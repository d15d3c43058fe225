//! Output formatting and persistence for query results.
//!
//! Supports plain-text rendering, JSON serialization, and CSV append of a
//! one-row [`ReportSummary`].

use anyhow::Result;
use std::fmt::Write as _;
use tracing::debug;

use crate::filter::title_case;
use crate::raw::RawPage;
use crate::stats::{
    DurationStats, Report, ReportSummary, StationStats, TimeStats, UserStats, ValueCount,
};
use csv::WriterBuilder;
use std::fs::OpenOptions;
use std::path::Path;

/// Separator printed between statistic groups.
pub const RULE: &str = "----------------------------------------";

pub fn render_time_stats(stats: &TimeStats) -> String {
    let mut out = String::new();
    if let Some(month) = &stats.most_common_month {
        let _ = writeln!(
            out,
            "The most common month is: {} ({} trips)",
            title_case(&month.value),
            month.count
        );
    }
    if let Some(day) = &stats.most_common_day {
        let _ = writeln!(out, "The most common day of week is: {} ({} trips)", day.value, day.count);
    }
    let _ = writeln!(
        out,
        "The most common start hour is: {} ({} trips)",
        stats.most_common_hour.value, stats.most_common_hour.count
    );
    out
}

pub fn render_station_stats(stats: &StationStats) -> String {
    let mut out = String::new();
    let _ = writeln!(
        out,
        "Most commonly used start station: {} ({} trips)",
        stats.most_common_start_station.value, stats.most_common_start_station.count
    );
    let _ = writeln!(
        out,
        "Most commonly used end station: {} ({} trips)",
        stats.most_common_end_station.value, stats.most_common_end_station.count
    );
    let _ = writeln!(
        out,
        "Most frequent trip: {} ({} trips)",
        stats.most_common_trip.value, stats.most_common_trip.count
    );
    out
}

pub fn render_duration_stats(stats: &DurationStats) -> String {
    format!(
        "Total travel time: {} seconds\nMean travel time: {} seconds\n",
        stats.total_duration, stats.mean_duration
    )
}

pub fn render_user_stats(stats: &UserStats) -> String {
    let mut out = String::from("Counts of user types:\n");
    push_counts(&mut out, &stats.user_type_counts);

    if let Some(demo) = &stats.demographics {
        out.push_str("Counts of gender:\n");
        push_counts(&mut out, &demo.gender_counts);

        let _ = writeln!(out, "Earliest year of birth: {}", year_or_na(demo.earliest_birth_year));
        let _ = writeln!(out, "Most recent year of birth: {}", year_or_na(demo.latest_birth_year));
        let _ = writeln!(
            out,
            "Most common year of birth: {}",
            year_or_na(demo.most_common_birth_year.as_ref().map(|m| m.value))
        );
    }
    out
}

fn push_counts(out: &mut String, counts: &[ValueCount]) {
    if counts.is_empty() {
        out.push_str("  (none)\n");
    }
    for entry in counts {
        let _ = writeln!(out, "  {:<12} {}", entry.value, entry.count);
    }
}

fn year_or_na(year: Option<i32>) -> String {
    year.map(|y| y.to_string()).unwrap_or_else(|| "n/a".to_string())
}

/// Full plain-text report, one section per statistic group.
pub fn render_report(report: &Report) -> String {
    let sections = [
        ("The Most Frequent Times of Travel", render_time_stats(&report.time)),
        ("The Most Popular Stations and Trip", render_station_stats(&report.station)),
        ("Trip Duration", render_duration_stats(&report.duration)),
        ("User Stats", render_user_stats(&report.user)),
    ];

    let mut out = format!(
        "{} trips for {} (month: {}, day: {})\n{RULE}\n",
        report.trips,
        title_case(report.city.name()),
        report.filter.month_label(),
        report.filter.day_label()
    );
    for (title, body) in sections {
        let _ = write!(out, "\n{title}\n\n{body}{RULE}\n");
    }
    out
}

/// Renders a page of raw rows as aligned columns with row indices.
pub fn render_raw_page(page: &RawPage<'_>) -> String {
    let mut widths: Vec<usize> = page.headers.iter().map(|h| h.chars().count()).collect();
    for row in page.rows {
        for (i, cell) in row.iter().enumerate() {
            if let Some(w) = widths.get_mut(i) {
                *w = (*w).max(cell.chars().count());
            }
        }
    }
    let index_width = (page.offset + page.rows.len()).to_string().len();

    let mut out = String::new();
    let _ = write!(out, "{:index_width$}", "");
    for (header, width) in page.headers.iter().zip(widths.iter().copied()) {
        let _ = write!(out, "  {header:<width$}");
    }
    out.push('\n');

    for (n, row) in page.rows.iter().enumerate() {
        let _ = write!(out, "{:>index_width$}", page.offset + n);
        for (cell, width) in row.iter().zip(widths.iter().copied()) {
            let _ = write!(out, "  {cell:<width$}");
        }
        out.push('\n');
    }
    out
}

/// Logs a report using Rust's debug pretty-print format.
pub fn print_pretty(report: &Report) {
    debug!("{:#?}", report);
}

/// Serializes a report as pretty-printed JSON.
pub fn to_json(report: &Report) -> Result<String> {
    Ok(serde_json::to_string_pretty(report)?)
}

/// Appends a [`ReportSummary`] as a row to a CSV file.
///
/// Creates the file with headers if it does not already exist.
pub fn append_record(path: &str, summary: &ReportSummary) -> Result<()> {
    let file_exists = Path::new(path).exists();
    debug!(path, file_exists, "Appending CSV record");

    let file = OpenOptions::new().append(true).create(true).open(path)?;

    let mut writer = WriterBuilder::new()
        .has_headers(!file_exists) // IMPORTANT when appending
        .from_writer(file);

    writer.serialize(summary)?;
    writer.flush()?;

    Ok(())
}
- - - - - - -
Scan the data above and copy every line with "demo" in it.

    if let Some(demo) = &stats.demographics {
        push_counts(&mut out, &demo.gender_counts);
        let _ = writeln!(out, "Earliest year of birth: {}", year_or_na(demo.earliest_birth_year));
        let _ = writeln!(out, "Most recent year of birth: {}", year_or_na(demo.latest_birth_year));
            year_or_na(demo.most_common_birth_year.as_ref().map(|m| m.value))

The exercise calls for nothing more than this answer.